[Collected data]
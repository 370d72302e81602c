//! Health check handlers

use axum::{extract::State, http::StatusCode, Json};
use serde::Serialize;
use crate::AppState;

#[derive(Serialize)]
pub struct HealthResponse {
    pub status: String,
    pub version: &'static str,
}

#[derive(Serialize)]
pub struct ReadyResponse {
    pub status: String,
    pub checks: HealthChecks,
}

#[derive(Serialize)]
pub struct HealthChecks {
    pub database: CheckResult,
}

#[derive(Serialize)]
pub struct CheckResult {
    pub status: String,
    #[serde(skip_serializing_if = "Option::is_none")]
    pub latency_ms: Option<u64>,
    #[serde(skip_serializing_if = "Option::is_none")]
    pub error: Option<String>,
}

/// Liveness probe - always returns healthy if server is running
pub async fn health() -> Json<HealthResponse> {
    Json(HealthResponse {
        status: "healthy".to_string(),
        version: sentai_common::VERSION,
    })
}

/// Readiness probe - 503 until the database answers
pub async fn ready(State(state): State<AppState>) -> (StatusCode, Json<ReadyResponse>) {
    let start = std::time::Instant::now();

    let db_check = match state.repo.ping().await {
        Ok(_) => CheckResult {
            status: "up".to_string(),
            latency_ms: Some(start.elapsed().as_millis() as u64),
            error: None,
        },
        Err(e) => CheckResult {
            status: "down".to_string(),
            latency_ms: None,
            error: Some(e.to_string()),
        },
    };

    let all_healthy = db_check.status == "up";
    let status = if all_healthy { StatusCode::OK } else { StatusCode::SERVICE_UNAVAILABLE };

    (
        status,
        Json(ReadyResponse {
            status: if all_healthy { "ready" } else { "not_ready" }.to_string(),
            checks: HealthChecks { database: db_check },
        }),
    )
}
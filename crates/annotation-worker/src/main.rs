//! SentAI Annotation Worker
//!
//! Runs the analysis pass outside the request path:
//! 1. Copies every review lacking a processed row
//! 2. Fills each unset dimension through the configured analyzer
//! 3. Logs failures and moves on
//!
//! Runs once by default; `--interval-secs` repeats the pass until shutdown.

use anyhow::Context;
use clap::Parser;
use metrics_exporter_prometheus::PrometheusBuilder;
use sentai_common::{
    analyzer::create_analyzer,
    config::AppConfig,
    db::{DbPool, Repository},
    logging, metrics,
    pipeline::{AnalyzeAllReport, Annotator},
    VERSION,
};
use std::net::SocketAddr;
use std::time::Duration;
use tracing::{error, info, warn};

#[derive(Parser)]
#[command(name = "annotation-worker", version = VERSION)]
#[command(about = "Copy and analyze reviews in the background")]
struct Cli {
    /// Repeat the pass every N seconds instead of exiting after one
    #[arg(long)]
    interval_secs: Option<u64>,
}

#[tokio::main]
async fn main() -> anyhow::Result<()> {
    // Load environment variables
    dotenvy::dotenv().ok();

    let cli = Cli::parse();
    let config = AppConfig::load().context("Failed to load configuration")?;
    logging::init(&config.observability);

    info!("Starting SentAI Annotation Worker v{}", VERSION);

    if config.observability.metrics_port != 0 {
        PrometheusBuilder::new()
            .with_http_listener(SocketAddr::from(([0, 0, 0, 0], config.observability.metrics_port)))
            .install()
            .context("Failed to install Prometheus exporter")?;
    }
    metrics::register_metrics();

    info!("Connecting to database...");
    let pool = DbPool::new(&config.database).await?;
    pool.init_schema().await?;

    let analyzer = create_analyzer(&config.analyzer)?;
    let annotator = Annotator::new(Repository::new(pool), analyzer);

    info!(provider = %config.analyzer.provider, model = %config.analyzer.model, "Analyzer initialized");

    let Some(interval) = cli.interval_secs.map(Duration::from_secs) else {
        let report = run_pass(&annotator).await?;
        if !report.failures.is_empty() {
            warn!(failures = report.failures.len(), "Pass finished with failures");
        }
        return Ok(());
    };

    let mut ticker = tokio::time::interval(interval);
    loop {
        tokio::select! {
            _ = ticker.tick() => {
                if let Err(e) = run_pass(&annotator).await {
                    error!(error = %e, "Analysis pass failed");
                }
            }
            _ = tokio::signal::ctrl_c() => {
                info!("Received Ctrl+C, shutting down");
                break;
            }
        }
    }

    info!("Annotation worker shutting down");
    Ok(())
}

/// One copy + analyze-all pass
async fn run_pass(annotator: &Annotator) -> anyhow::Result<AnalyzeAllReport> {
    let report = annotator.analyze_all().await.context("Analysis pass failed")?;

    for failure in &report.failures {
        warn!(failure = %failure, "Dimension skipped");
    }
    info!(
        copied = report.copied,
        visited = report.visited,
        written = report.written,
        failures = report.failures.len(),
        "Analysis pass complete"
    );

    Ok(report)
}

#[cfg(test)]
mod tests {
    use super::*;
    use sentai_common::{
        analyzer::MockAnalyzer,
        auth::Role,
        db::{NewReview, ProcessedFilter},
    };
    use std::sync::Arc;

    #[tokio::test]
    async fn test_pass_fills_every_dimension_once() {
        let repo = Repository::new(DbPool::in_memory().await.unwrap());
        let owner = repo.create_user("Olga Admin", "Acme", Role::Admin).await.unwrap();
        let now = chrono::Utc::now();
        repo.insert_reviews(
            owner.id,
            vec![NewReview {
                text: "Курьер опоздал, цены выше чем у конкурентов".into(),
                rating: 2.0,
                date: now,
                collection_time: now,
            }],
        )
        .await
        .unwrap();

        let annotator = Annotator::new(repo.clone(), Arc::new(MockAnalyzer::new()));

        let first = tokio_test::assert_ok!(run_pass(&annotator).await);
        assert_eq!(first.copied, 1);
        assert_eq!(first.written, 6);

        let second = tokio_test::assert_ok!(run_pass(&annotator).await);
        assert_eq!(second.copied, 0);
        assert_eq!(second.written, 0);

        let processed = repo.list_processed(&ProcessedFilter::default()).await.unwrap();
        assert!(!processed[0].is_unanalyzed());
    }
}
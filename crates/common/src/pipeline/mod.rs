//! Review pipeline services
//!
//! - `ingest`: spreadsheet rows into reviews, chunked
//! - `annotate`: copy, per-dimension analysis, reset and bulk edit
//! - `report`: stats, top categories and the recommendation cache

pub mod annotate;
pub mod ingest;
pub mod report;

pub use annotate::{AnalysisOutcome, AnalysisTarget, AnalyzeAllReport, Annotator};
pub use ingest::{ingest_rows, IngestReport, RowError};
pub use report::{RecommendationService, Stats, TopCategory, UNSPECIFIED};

Work to complete:
Could you set down each entry above word for word?

Response for this exercise:
repository 370d72302e81602c
//! Health check handlers

use axum::{extract::State, http::StatusCode, Json};
use serde::Serialize;
use crate::AppState;

#[derive(Serialize)]
pub struct HealthResponse {
    pub status: String,
    pub version: &'static str,
}

#[derive(Serialize)]
pub struct ReadyResponse {
    pub status: String,
    pub checks: HealthChecks,
}

#[derive(Serialize)]
pub struct HealthChecks {
    pub database: CheckResult,
}

#[derive(Serialize)]
pub struct CheckResult {
    pub status: String,
    #[serde(skip_serializing_if = "Option::is_none")]
    pub latency_ms: Option<u64>,
    #[serde(skip_serializing_if = "Option::is_none")]
    pub error: Option<String>,
}

/// Liveness probe - always returns healthy if server is running
pub async fn health() -> Json<HealthResponse> {
    Json(HealthResponse {
        status: "healthy".to_string(),
        version: sentai_common::VERSION,
    })
}

/// Readiness probe - 503 until the database answers
pub async fn ready(State(state): State<AppState>) -> (StatusCode, Json<ReadyResponse>) {
    let start = std::time::Instant::now();

    let db_check = match state.repo.ping().await {
        Ok(_) => CheckResult {
            status: "up".to_string(),
            latency_ms: Some(start.elapsed().as_millis() as u64),
            error: None,
        },
        Err(e) => CheckResult {
            status: "down".to_string(),
            latency_ms: None,
            error: Some(e.to_string()),
        },
    };

    let all_healthy = db_check.status == "up";
    let status = if all_healthy { StatusCode::OK } else { StatusCode::SERVICE_UNAVAILABLE };

    (
        status,
        Json(ReadyResponse {
            status: if all_healthy { "ready" } else { "not_ready" }.to_string(),
            checks: HealthChecks { database: db_check },
        }),
    )
}
filename crates/annotation-worker/src/main.rs
//! SentAI Annotation Worker
//!
//! Runs the analysis pass outside the request path:
//! 1. Copies every review lacking a processed row
//! 2. Fills each unset dimension through the configured analyzer
//! 3. Logs failures and moves on
//!
//! Runs once by default; `--interval-secs` repeats the pass until shutdown.

use anyhow::Context;
use clap::Parser;
use metrics_exporter_prometheus::PrometheusBuilder;
use sentai_common::{
    analyzer::create_analyzer,
    config::AppConfig,
    db::{DbPool, Repository},
    logging, metrics,
    pipeline::{AnalyzeAllReport, Annotator},
    VERSION,
};
use std::net::SocketAddr;
use std::time::Duration;
use tracing::{error, info, warn};

#[derive(Parser)]
#[command(name = "annotation-worker", version = VERSION)]
#[command(about = "Copy and analyze reviews in the background")]
struct Cli {
    /// Repeat the pass every N seconds instead of exiting after one
    #[arg(long)]
    interval_secs: Option<u64>,
}

#[tokio::main]
async fn main() -> anyhow::Result<()> {
    // Load environment variables
    dotenvy::dotenv().ok();

    let cli = Cli::parse();
    let config = AppConfig::load().context("Failed to load configuration")?;
    logging::init(&config.observability);

    info!("Starting SentAI Annotation Worker v{}", VERSION);

    if config.observability.metrics_port != 0 {
        PrometheusBuilder::new()
            .with_http_listener(SocketAddr::from(([0, 0, 0, 0], config.observability.metrics_port)))
            .install()
            .context("Failed to install Prometheus exporter")?;
    }
    metrics::register_metrics();

    info!("Connecting to database...");
    let pool = DbPool::new(&config.database).await?;
    pool.init_schema().await?;

    let analyzer = create_analyzer(&config.analyzer)?;
    let annotator = Annotator::new(Repository::new(pool), analyzer);

    info!(provider = %config.analyzer.provider, model = %config.analyzer.model, "Analyzer initialized");

    let Some(interval) = cli.interval_secs.map(Duration::from_secs) else {
        let report = run_pass(&annotator).await?;
        if !report.failures.is_empty() {
            warn!(failures = report.failures.len(), "Pass finished with failures");
        }
        return Ok(());
    };

    let mut ticker = tokio::time::interval(interval);
    loop {
        tokio::select! {
            _ = ticker.tick() => {
                if let Err(e) = run_pass(&annotator).await {
                    error!(error = %e, "Analysis pass failed");
                }
            }
            _ = tokio::signal::ctrl_c() => {
                info!("Received Ctrl+C, shutting down");
                break;
            }
        }
    }

    info!("Annotation worker shutting down");
    Ok(())
}

/// One copy + analyze-all pass
async fn run_pass(annotator: &Annotator) -> anyhow::Result<AnalyzeAllReport> {
    let report = annotator.analyze_all().await.context("Analysis pass failed")?;

    for failure in &report.failures {
        warn!(failure = %failure, "Dimension skipped");
    }
    info!(
        copied = report.copied,
        visited = report.visited,
        written = report.written,
        failures = report.failures.len(),
        "Analysis pass complete"
    );

    Ok(report)
}

#[cfg(test)]
mod tests {
    use super::*;
    use sentai_common::{
        analyzer::MockAnalyzer,
        auth::Role,
        db::{NewReview, ProcessedFilter},
    };
    use std::sync::Arc;

    #[tokio::test]
    async fn test_pass_fills_every_dimension_once() {
        let repo = Repository::new(DbPool::in_memory().await.unwrap());
        let owner = repo.create_user("Olga Admin", "Acme", Role::Admin).await.unwrap();
        let now = chrono::Utc::now();
        repo.insert_reviews(
            owner.id,
            vec![NewReview {
                text: "Курьер опоздал, цены выше чем у конкурентов".into(),
                rating: 2.0,
                date: now,
                collection_time: now,
            }],
        )
        .await
        .unwrap();

        let annotator = Annotator::new(repo.clone(), Arc::new(MockAnalyzer::new()));

        let first = tokio_test::assert_ok!(run_pass(&annotator).await);
        assert_eq!(first.copied, 1);
        assert_eq!(first.written, 6);

        let second = tokio_test::assert_ok!(run_pass(&annotator).await);
        assert_eq!(second.copied, 0);
        assert_eq!(second.written, 0);

        let processed = repo.list_processed(&ProcessedFilter::default()).await.unwrap();
        assert!(!processed[0].is_unanalyzed());
    }
}
filename crates/common/src/pipeline/mod.rs
//! Review pipeline services
//!
//! - `ingest`: spreadsheet rows into reviews, chunked
//! - `annotate`: copy, per-dimension analysis, reset and bulk edit
//! - `report`: stats, top categories and the recommendation cache

pub mod annotate;
pub mod ingest;
pub mod report;

pub use annotate::{AnalysisOutcome, AnalysisTarget, AnalyzeAllReport, Annotator};
pub use ingest::{ingest_rows, IngestReport, RowError};
pub use report::{RecommendationService, Stats, TopCategory, UNSPECIFIED};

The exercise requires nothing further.